Fibonacci — Naive vs Memoized
// Naive: O(2^n) — exponential, terrible
function fibNaive(n: number): number {
if (n <= 1) return n;
return fibNaive(n - 1) + fibNaive(n - 2);
}
// Memoized: O(n) — cache results
function fibMemo(n: number, memo = new Map<number, number>()): number {
if (n <= 1) return n;
if (memo.has(n)) return memo.get(n)!;
const result = fibMemo(n - 1, memo) + fibMemo(n - 2, memo);
memo.set(n, result);
return result;
}
fibMemo(50); // instant
Tree Traversal
Recursion is perfect for tree structures because each subtree is also a tree.
interface TreeNode {
value: number;
left?: TreeNode;
right?: TreeNode;
}
// Sum all values in a tree
function sumTree(node: TreeNode | undefined): number {
if (!node) return 0;
return node.value + sumTree(node.left) + sumTree(node.right);
}
// Find maximum depth
function maxDepth(node: TreeNode | undefined): number {
if (!node) return 0;
return 1 + Math.max(maxDepth(node.left), maxDepth(node.right));
}
// Flatten a tree to array (in-order)
function flatten(node: TreeNode | undefined): number[] {
if (!node) return [];
return [...flatten(node.left), node.value, ...flatten(node.right)];
}
Flattening Nested Structures
type NestedArray<T> = (T | NestedArray<T>)[];
function deepFlatten<T>(arr: NestedArray<T>): T[] {
return arr.reduce<T[]>((acc, item) => {
if (Array.isArray(item)) return [...acc, ...deepFlatten(item)];
return [...acc, item];
}, []);
}
deepFlatten([1, [2, [3, [4]], 5]]); // [1, 2, 3, 4, 5]
File System Traversal
Real-world recursion: traversing directories.
import { readdirSync, statSync } from 'fs';
import { join } from 'path';
function getAllFiles(dir: string, ext?: string): string[] {
const entries = readdirSync(dir);
const files: string[] = [];
for (const entry of entries) {
const fullPath = join(dir, entry);
const stat = statSync(fullPath);
if (stat.isDirectory()) {
files.push(...getAllFiles(fullPath, ext)); // recurse
} else if (!ext || entry.endsWith(ext)) {
files.push(fullPath);
}
}
return files;
}
// Get all TypeScript files
getAllFiles('./src', '.ts');
Tail Call Optimization
Tail recursion — the recursive call is the last operation. Some runtimes (not V8 currently) optimize this to avoid stack growth.

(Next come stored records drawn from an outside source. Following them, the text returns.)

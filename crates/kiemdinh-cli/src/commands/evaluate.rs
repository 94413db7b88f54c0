use kiemdinh_core::classify::outcome::{Evaluation, Verdict};
use kiemdinh_core::error::KiemdinhError;
use kiemdinh_core::model::EvaluationRequest;
use serde::Serialize;
use std::path::PathBuf;

use crate::output;

/// One evaluated request, as printed.
#[derive(Serialize)]
pub struct EvaluatedRequest {
    /// Crop label as given, before resolution.
    pub crop_type: Option<String>,
    pub evaluation: Evaluation,
    pub verdict: Verdict,
}

pub fn run(
    input_file: PathBuf,
    crop: Option<String>,
    rules_file: Option<PathBuf>,
    preset: &str,
    output_format: &str,
    show_all: bool,
    verbose: bool,
) -> Result<(), KiemdinhError> {
    let table = kiemdinh_core::load_rule_table(rules_file.as_deref(), preset)?;

    let json_bytes = std::fs::read(&input_file)?;
    // One request object or an array of them.
    let raw: serde_json::Value = serde_json::from_slice(&json_bytes)?;
    let mut requests: Vec<EvaluationRequest> = if raw.is_array() {
        serde_json::from_value(raw)?
    } else {
        vec![serde_json::from_value(raw)?]
    };

    tracing::debug!(
        requests = requests.len(),
        ruleset = table.name(),
        "evaluating request file"
    );

    if let Some(label) = crop {
        for request in &mut requests {
            request.crop_type = Some(label.clone());
        }
    }

    let results = requests
        .iter()
        .map(|request| {
            let evaluation = kiemdinh_core::evaluate_request(&table, request)?;
            let verdict = kiemdinh_core::classify::verdict(&evaluation);
            Ok(EvaluatedRequest {
                crop_type: request.crop_type.clone(),
                evaluation,
                verdict,
            })
        })
        .collect::<Result<Vec<_>, KiemdinhError>>()?;

    match output_format {
        "json" => output::json::print(&results)?,
        _ => output::table::print_evaluations(&table, &results, show_all, verbose),
    }

    Ok(())
}
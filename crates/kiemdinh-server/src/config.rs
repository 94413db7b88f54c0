use std::path::PathBuf;

use kiemdinh_core::rules::builtin::DEFAULT_PRESET;

use crate::error::AppError;

/// Server configuration loaded from environment variables.
///
/// All fields have defaults suitable for local development.
#[derive(Debug, Clone)]
pub struct ServerConfig {
    /// Bind address (default: `0.0.0.0`).
    pub host: String,
    /// Bind port (default: `3000`).
    pub port: u16,
    /// Custom rule file; takes precedence over `rules_preset`.
    pub rules_file: Option<PathBuf>,
    /// Built-in rule table (default: `rau`).
    pub rules_preset: String,
    /// Allowed CORS origins, parsed from comma-separated `CORS_ORIGINS` env var.
    pub cors_origins: Vec<String>,
    /// HTTP request timeout in seconds (default: `30`).
    pub request_timeout_secs: u64,
}

impl ServerConfig {
    /// Load configuration from environment variables with defaults.
    ///
    /// | Env Var                | Default                    |
    /// |------------------------|----------------------------|
    /// | `HOST`                 | `0.0.0.0`                  |
    /// | `PORT`                 | `3000`                     |
    /// | `RULES_FILE`           | unset                      |
    /// | `RULES_PRESET`         | `rau`                      |
    /// | `CORS_ORIGINS`         | `http://localhost:5173`    |
    /// | `REQUEST_TIMEOUT_SECS` | `30`                       |
    pub fn from_env() -> Result<Self, AppError> {
        Self::from_lookup(|key| std::env::var(key).ok())
    }

    /// Build configuration from any key lookup.
    pub fn from_lookup(lookup: impl Fn(&str) -> Option<String>) -> Result<Self, AppError> {
        let host = lookup("HOST").unwrap_or_else(|| "0.0.0.0".into());

        let port: u16 = lookup("PORT")
            .unwrap_or_else(|| "3000".into())
            .parse()
            .map_err(|e| AppError::Config(format!("PORT must be a valid u16: {e}")))?;

        let rules_file = lookup("RULES_FILE")
            .filter(|s| !s.trim().is_empty())
            .map(PathBuf::from);

        let rules_preset = lookup("RULES_PRESET").unwrap_or_else(|| DEFAULT_PRESET.into());

        let cors_origins: Vec<String> = lookup("CORS_ORIGINS")
            .unwrap_or_else(|| "http://localhost:5173".into())
            .split(',')
            .map(|s| s.trim().to_string())
            .filter(|s| !s.is_empty())
            .collect();

        let request_timeout_secs: u64 = lookup("REQUEST_TIMEOUT_SECS")
            .unwrap_or_else(|| "30".into())
            .parse()
            .map_err(|e| AppError::Config(format!("REQUEST_TIMEOUT_SECS must be a valid u64: {e}")))?;

        Ok(Self {
            host,
            port,
            rules_file,
            rules_preset,
            cors_origins,
            request_timeout_secs,
        })
    }
}

#[cfg(test)]
mod tests {
    use super::*;
    use std::collections::HashMap;

    fn config(pairs: &[(&str, &str)]) -> Result<ServerConfig, AppError> {
        let env: HashMap<String, String> = pairs
            .iter()
            .map(|(k, v)| (k.to_string(), v.to_string()))
            .collect();
        ServerConfig::from_lookup(|key| env.get(key).cloned())
    }

    #[test]
    fn test_defaults() {
        let c = config(&[]).unwrap();
        assert_eq!(c.host, "0.0.0.0");
        assert_eq!(c.port, 3000);
        assert_eq!(c.rules_file, None);
        assert_eq!(c.rules_preset, "rau");
        assert_eq!(c.cors_origins, vec!["http://localhost:5173"]);
        assert_eq!(c.request_timeout_secs, 30);
    }

    #[test]
    fn test_overrides() {
        let c = config(&[
            ("PORT", "8080"),
            ("RULES_FILE", "/etc/kiemdinh/rules.json"),
            ("CORS_ORIGINS", "http://a.test, http://b.test,"),
        ])
        .unwrap();
        assert_eq!(c.port, 8080);
        assert_eq!(c.rules_file, Some(PathBuf::from("/etc/kiemdinh/rules.json")));
        assert_eq!(c.cors_origins, vec!["http://a.test", "http://b.test"]);
    }

    #[test]
    fn test_invalid_port_is_config_error() {
        assert!(matches!(config(&[("PORT", "http")]), Err(AppError::Config(_))));
        assert!(matches!(
            config(&[("REQUEST_TIMEOUT_SECS", "-1")]),
            Err(AppError::Config(_))
        ));
    }
}
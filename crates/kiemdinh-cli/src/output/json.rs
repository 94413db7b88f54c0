use kiemdinh_core::error::KiemdinhError;
use serde::Serialize;

pub fn print<T: Serialize + ?Sized>(result: &T) -> Result<(), KiemdinhError> {
    let json = serde_json::to_string_pretty(result)?;
    println!("{json}");
    Ok(())
}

// Regular recursion — builds stack
function sum(n: number): number {
if (n <= 0) return 0;
return n + sum(n - 1);
}
// Tail recursive — accumulator carries the result
function sumTail(n: number, acc = 0): number {
if (n <= 0) return acc;
return sumTail(n - 1, acc + n); // tail call
}
// Iterative equivalent — always prefer for large n
function sumIter(n: number): number {
let acc = 0;
while (n > 0) acc += n--;
return acc;
}
When to Use Recursion vs Iteration
| Use recursion when | Use iteration when |
|---|---|
| Input is tree/graph shaped | Input is linear (array) |
| Divide-and-conquer is natural | Performance is critical |
| Code clarity matters more | Stack depth could be large |
| Depth is bounded and known | Language lacks TCO |
Practice Problems
- Implement
JSON.stringifyrecursively for objects and arrays - Flatten a nested object:
{ a: { b: { c: 1 } } }→{ 'a.b.c': 1 } - Find all permutations of a string
- Solve the Tower of Hanoi
- Implement deep clone (handles objects, arrays, primitives)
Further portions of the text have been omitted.